Подумалось, восьмидесятилетием Александра Исаевича Солженицына начинается эпилог ХХ столетия. Договариваются последние мысли, определяется финальная расстановка всех героев.

Конечно же, Александр Солженицын — русский писатель в самом классическом варианте. В том самом варианте, который отрицается всей либеральной прессой нынешнего времени. Он — герой литературоцентричной страны, литературоцентричной эпохи. Он — эпик, подобно Льву Толстому и Федору Достоевскому, Ивану Гончарову и Николаю Лескову, Максиму Горькому и Ивану Тургеневу, Алексею Толстому и Михаилу Шолохову, Леониду Леонову и Дмитрию Мережковскому... Русские писатели были разных взглядов, разного уровня дарования, но они никогда не выпадали из главной традиции русской литературы. По сути, и все лидеры самого ортодоксального соцреализма тоже не нарушали эту традицию — от Александра Фадеева до Георгия Маркова. Как зеркальное отражение, существовала и развивалась литература русской эмиграции, все в той же традиции. Менялся язык эпохи, менялись реалии, но русский традиционализм, русское морализаторство определяли творчество всех крупнейших писателей...

Он — ищет в литературе решения на все вопросы. Так создавал Федор Достоевский свой «Дневник писателя». Так возникала толстовская проповедь «Не могу молчать!» Так, казалось бы, самый аполитичный и бесчувственный Антон Чехов ехал на свой «Остров Сахалин». Так создавалась вся публицистика русской литературы по любую сторону баррикады. Василий Белов писал свой «Лад», Валентин Распутин боролся за Байкал, Александр Солженицын призывал «жить не по лжи»...
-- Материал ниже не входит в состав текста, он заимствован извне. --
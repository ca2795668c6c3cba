use anyhow::{Context, Result};
use clap::Parser;
use relchart::chart::DEFAULT_GRAPH_NAME;
use relchart::{build_chart, load_legacy, ChartRenderer, Config, DotFileWriter, GraphvizRenderer};
use std::path::PathBuf;

#[derive(Parser, Debug)]
#[command(name = "relchart")]
#[command(about = "Render a relationship chart from a legacy export")]
struct Args {
    /// Path to legacy.json or legacy.json.zip
    legacy_path: PathBuf,

    /// Path to save the rendered chart
    #[arg(short, long)]
    output_path: Option<PathBuf>,

    /// Write the raw .gv description instead of rendering an image
    #[arg(long)]
    norender: bool,

    /// Let relationships drive the layout (sometimes gives cleaner results)
    #[arg(short = 'R', long, alias = "prioritise-relationships")]
    prioritize_relationships: bool,

    /// Hide unknown parents
    #[arg(long)]
    hide_phantoms: bool,

    /// Pack the chart instead of spreading it horizontally
    #[arg(short = 'P', long)]
    pack: bool,

    /// Pack each family separately (implies --pack)
    #[arg(long)]
    pack_by_subgraphs: bool,

    /// Add a legend to the chart
    #[arg(short = 'L', long)]
    include_legend: bool,

    /// Draw every hero with the same shape
    #[arg(long)]
    no_gender_shapes: bool,

    /// Draw every hero in black
    #[arg(long)]
    no_class_colors: bool,

    /// Relationships to include; entry format is status[_type]
    #[arg(long, num_args = 1..)]
    include_relationships: Option<Vec<String>>,

    /// Relationships to exclude; entry format is status[_type]
    #[arg(long, num_args = 1..)]
    exclude_relationships: Option<Vec<String>>,

    /// Heroes to include; accepts a name, an id or a short id
    #[arg(long, num_args = 1..)]
    include_heroes: Option<Vec<String>>,

    /// Heroes to exclude; accepts a name, an id or a short id
    #[arg(long, num_args = 1..)]
    exclude_heroes: Option<Vec<String>>,

    /// Also keep the lineage and bond partners of included heroes
    #[arg(long)]
    with_relatives: bool,
}

fn main() -> Result<()> {
    // Initialize logger
    env_logger::Builder::from_env(
        env_logger::Env::default()
            .filter_or("RUST_LOG", "info")
    ).init();

    let args = Args::parse();
    let config = Config::load()?;

    let output_path = args
        .output_path
        .clone()
        .unwrap_or_else(|| config.render.output_path.clone());

    let mut options = config.chart.clone();
    if options.name == DEFAULT_GRAPH_NAME {
        let stem = output_path
            .file_stem()
            .and_then(|s| s.to_str())
            .unwrap_or("chart");
        options.name = format!("{}_graph", stem);
    }
    options.prioritize_relationships |= args.prioritize_relationships;
    options.hide_phantoms |= args.hide_phantoms;
    options.pack |= args.pack;
    options.pack_by_subgraphs |= args.pack_by_subgraphs;
    options.include_legend |= args.include_legend;
    options.no_gender_shapes |= args.no_gender_shapes;
    options.no_class_colors |= args.no_class_colors;

    let filter = &mut options.filter;
    if args.include_relationships.is_some() {
        filter.include_relationships = args.include_relationships.clone();
    }
    if args.exclude_relationships.is_some() {
        filter.exclude_relationships = args.exclude_relationships.clone();
    }
    if args.include_heroes.is_some() {
        filter.include_heroes = args.include_heroes.clone();
    }
    if args.exclude_heroes.is_some() {
        filter.exclude_heroes = args.exclude_heroes.clone();
    }
    filter.include_relatives |= args.with_relatives;

    let legacy = load_legacy(&args.legacy_path)
        .with_context(|| format!("Failed to load legacy from {}", args.legacy_path.display()))?;
    log::info!(
        "Loaded {} heroes and {} relationships",
        legacy.heroes().len(),
        legacy.relationships().len()
    );

    let chart = build_chart(&legacy, &options)?;
    if !chart.warnings().is_empty() {
        log::warn!("{} filter entries matched nothing", chart.warnings().len());
    }

    let dot = chart.to_dot();
    let written = if args.norender || config.render.norender {
        DotFileWriter.render(&dot, &output_path)?
    } else {
        GraphvizRenderer::new(config.render.dot_program.as_str(), config.render.format.as_str())
            .render(&dot, &output_path)?
    };

    println!("{}", written.display());
    Ok(())
}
На Руси писатель всегда пророк, и пусть кто-то считает Солженицына запутавшимся пророком, кто-то отвергает его пророчества — само русло его творчества вполне совпадает с руслом могучей реки русской словесности.

Не скрываю, для меня загадкой является такое мощное неприятие явления Солженицына многими патриотическими лидерами, в том числе признанными русскими писателями. Я неоднократно сам спорил с теми или иными взглядами Солженицына, вот и на титульном листе последней книги «Россия в обвале» Александр Исаевич не случайно написал «Владимиру Григорьевичу Бондаренко (впрочем, предвидя и разногласия)». Такова участь критика, не стесняясь авторитетов, определять и силу писательского слова, и его слабости.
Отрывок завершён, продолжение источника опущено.